Gerasimos Potamianos (M’91) received the Diploma degree in electrical and computer engineering from the National Technical University of Athens, Athens, Greece, in 1988, and the M.S.E. and Ph.D. degrees in electrical and computer engineering from the Johns Hopkins University, Baltimore, MD, in 1990 and 1994, respectively.
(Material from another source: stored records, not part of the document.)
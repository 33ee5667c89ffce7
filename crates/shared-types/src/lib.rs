//! # Shared Types
//!
//! Domain entities for the unified virtual network (UVN): membership
//! (cells, particles), settings, deployment shape, key material records
//! and runtime peer state. Every `uvn-*` crate depends on this crate
//! instead of redefining these types locally.

pub mod errors;
pub mod exec;
pub mod ids;
pub mod net;
pub mod settings;
pub mod timing;
pub mod uvn;

pub use errors::*;
pub use exec::{CommandRunner, SystemCommandRunner};
pub use ids::*;
pub use net::*;
pub use settings::*;
pub use timing::TimingProfile;
pub use uvn::*;
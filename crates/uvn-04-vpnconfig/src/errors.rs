use shared_types::errors::{Classified, Severity};
use shared_types::ids::PeerId;

#[derive(Debug, thiserror::Error)]
pub enum VpnConfigError {
    #[error("no wireguard key material has been asserted for peer {0}")]
    KeyNotAsserted(PeerId),
    #[error("no preshared key has been asserted for this pair")]
    PskNotAsserted,
    #[error("root vpn requires at least one peer")]
    NoPeers,
    #[error("base64 decoding of key material failed: {0}")]
    Encoding(String),
}

impl Classified for VpnConfigError {
    fn severity(&self) -> Severity {
        match self {
            Self::KeyNotAsserted(_) | Self::PskNotAsserted | Self::Encoding(_) => Severity::Identity,
            Self::NoPeers => Severity::Configuration,
        }
    }
}
//! # ControlPlane
//!
//! The UVN/CELL/BACKBONE pub/sub contract (§4.10): topic types, a
//! transport-agnostic `{participant, writer, reader, waitset, condition}`
//! capability interface, a default in-memory transport, and the fixed
//! UVN → CELL → BACKBONE → user-conditions wakeup dispatch order.

pub mod dispatch;
pub mod errors;
pub mod inmem;
pub mod topics;
pub mod transport;

pub use dispatch::{process_wakeup, ControlPlaneHandlers};
pub use errors::ControlPlaneError;
pub use inmem::InMemoryControlPlane;
pub use topics::{BackbonePayload, BackboneSample, CellSample, UvnSample, AGENT_CELL_TOPICS, AGENT_REGISTRY_TOPICS};
pub use transport::{ControlPlaneTransport, TopicEvent, UserCondition};
//! Mutual-exclusion PID file (§4.6): before bringing up the network plane,
//! the agent claims a filesystem-scoped PID file. If another process
//! holding that file is still alive, startup is refused; a stale file
//! left behind by a crashed process is cleaned up automatically. The file
//! is written on successful startup and removed on shutdown.

use std::fs;
use std::path::{Path, PathBuf};

use crate::errors::NetworkPlaneError;

/// Held for the lifetime of a running agent. Dropping it does not remove
/// the file — callers call [`PidFile::release`] explicitly so the error
/// path (release failed) is visible, matching this crate's "callers
/// revert explicitly" convention.
pub struct PidFile {
    path: PathBuf,
}

impl PidFile {
    /// Claims `path` for the current process. Fails with
    /// [`NetworkPlaneError::AlreadyRunning`] if the file names a PID that
    /// is still alive; a file naming a dead PID is cleaned up and claimed.
    #[tracing::instrument(skip_all, fields(path = %path.as_ref().display()))]
    pub fn claim(path: impl AsRef<Path>) -> Result<Self, NetworkPlaneError> {
        let path = path.as_ref().to_path_buf();
        if let Some(existing) = read_pid(&path)? {
            if process_alive(existing) {
                return Err(NetworkPlaneError::AlreadyRunning(existing));
            }
            tracing::warn!(pid = existing, "removing stale pid file");
        }
        let pid = std::process::id();
        fs::write(&path, pid.to_string()).map_err(|e| NetworkPlaneError::PidFileFailed(path.display().to_string(), e.to_string()))?;
        tracing::info!(pid, "claimed pid file");
        Ok(Self { path })
    }

    /// Removes the PID file. Idempotent: a missing file is not an error.
    pub fn release(self) -> Result<(), NetworkPlaneError> {
        match fs::remove_file(&self.path) {
            Ok(()) | Err(_) if !self.path.exists() => Ok(()),
            Err(e) => Err(NetworkPlaneError::PidFileFailed(self.path.display().to_string(), e.to_string())),
        }
    }
}

fn read_pid(path: &Path) -> Result<Option<u32>, NetworkPlaneError> {
    match fs::read_to_string(path) {
        Ok(contents) => Ok(contents.trim().parse().ok()),
        Err(e) if e.kind() == std::io::ErrorKind::NotFound => Ok(None),
        Err(e) => Err(NetworkPlaneError::PidFileFailed(path.display().to_string(), e.to_string())),
    }
}

#[cfg(target_os = "linux")]
fn process_alive(pid: u32) -> bool {
    Path::new(&format!("/proc/{pid}")).exists()
}

#[cfg(not(target_os = "linux"))]
fn process_alive(pid: u32) -> bool {
    // Best-effort outside Linux: signal 0 just probes for existence/perms.
    unsafe { libc_kill_probe(pid) }
}

#[cfg(not(target_os = "linux"))]
fn libc_kill_probe(_pid: u32) -> bool {
    // No libc dependency is carried by this workspace; treat as unknown
    // (conservatively "alive") rather than clobbering another process.
    true
}

#[cfg(test)]
mod tests {
    use super::*;

    #[test]
    fn claim_then_release_round_trips() {
        let dir = tempfile::tempdir().unwrap();
        let path = dir.path().join("agent.pid");
        let pidfile = PidFile::claim(&path).unwrap();
        assert_eq!(fs::read_to_string(&path).unwrap().trim(), std::process::id().to_string());
        pidfile.release().unwrap();
        assert!(!path.exists());
    }

    #[test]
    fn stale_pid_file_is_cleaned_up_and_reclaimed() {
        let dir = tempfile::tempdir().unwrap();
        let path = dir.path().join("agent.pid");
        // A PID essentially guaranteed not to be alive.
        fs::write(&path, "4000000000").unwrap();
        let pidfile = PidFile::claim(&path).unwrap();
        pidfile.release().unwrap();
    }

    #[test]
    fn live_pid_refuses_to_be_claimed() {
        let dir = tempfile::tempdir().unwrap();
        let path = dir.path().join("agent.pid");
        fs::write(&path, std::process::id().to_string()).unwrap();
        let err = PidFile::claim(&path).unwrap_err();
        assert!(matches!(err, NetworkPlaneError::AlreadyRunning(_)));
    }

    #[test]
    fn release_is_idempotent_if_file_already_gone() {
        let dir = tempfile::tempdir().unwrap();
        let path = dir.path().join("agent.pid");
        let pidfile = PidFile::claim(&path).unwrap();
        fs::remove_file(&path).unwrap();
        pidfile.release().unwrap();
    }
}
Following his doctorate, during 1994–1996, he was a Postdoctoral Fellow with the Center for Language and Speech Processing (CLSP) at Johns Hopkins, and from 1996 until 1999, he was a Senior Member of Technical Staff with the then Speech and Image Processing Services Laboratory at AT&T Labs-Research, in Murray Hill and Florham Park, NJ, working on audio-visual automatic speech recognition and synthesis. In 1999, he joined the Human Language Technologies Department at the IBM Thomas J. Watson Research Center, Yorktown Heights, NY, where he eventually became Manager of the Multimodal Conversational Solutions Department. In late 2008, he joined the Telecommunications and Networks Laboratory of the Institute of Computer Science at FORTH, Herakleion, Crete, Greece, as a Senior Researcher, and in April 2009, he joined the Software and Knowledge Engineering Laboratory (SKEL) of the Institute of Informatics and Telecommunications (IIT) at the National Center for Scientific Research (NCSR), “Demokritos” in Athens, Greece, as a Research Director. His research interests span the areas of multimodal speech processing with applications to human-computer interaction and ambient intelligence, with particular emphasis on audio-visual speech processing, automatic speech recognition, multimedia signal processing and fusion, as well as computer vision for human detection and tracking. He has published over 95 articles in these areas that have received over 700 citations and has seven patents granted. Dr. Potamianos is a member of the Technical Chamber of Greece. Several highlights on his work include his participation at the Johns Hopkins CLSP Summer Workshop (WS’00) on audio-visual speech recognition, teaching at the 2001 ELSNET summer school, a tutorial at ICIP 2003, plenary talks at AVSP 2003 and VisHCI 2006, panel participation at MMSP 2006, and guest editor of special issues of the EURASIP JASP 2002 and IEEE TASLP 2009 journals. He also received the best paper award at ICME 2005 and was co-author of the best student paper at Interspeech 2007. He is currently a member of the IEEE Speech and Language Technical Committee.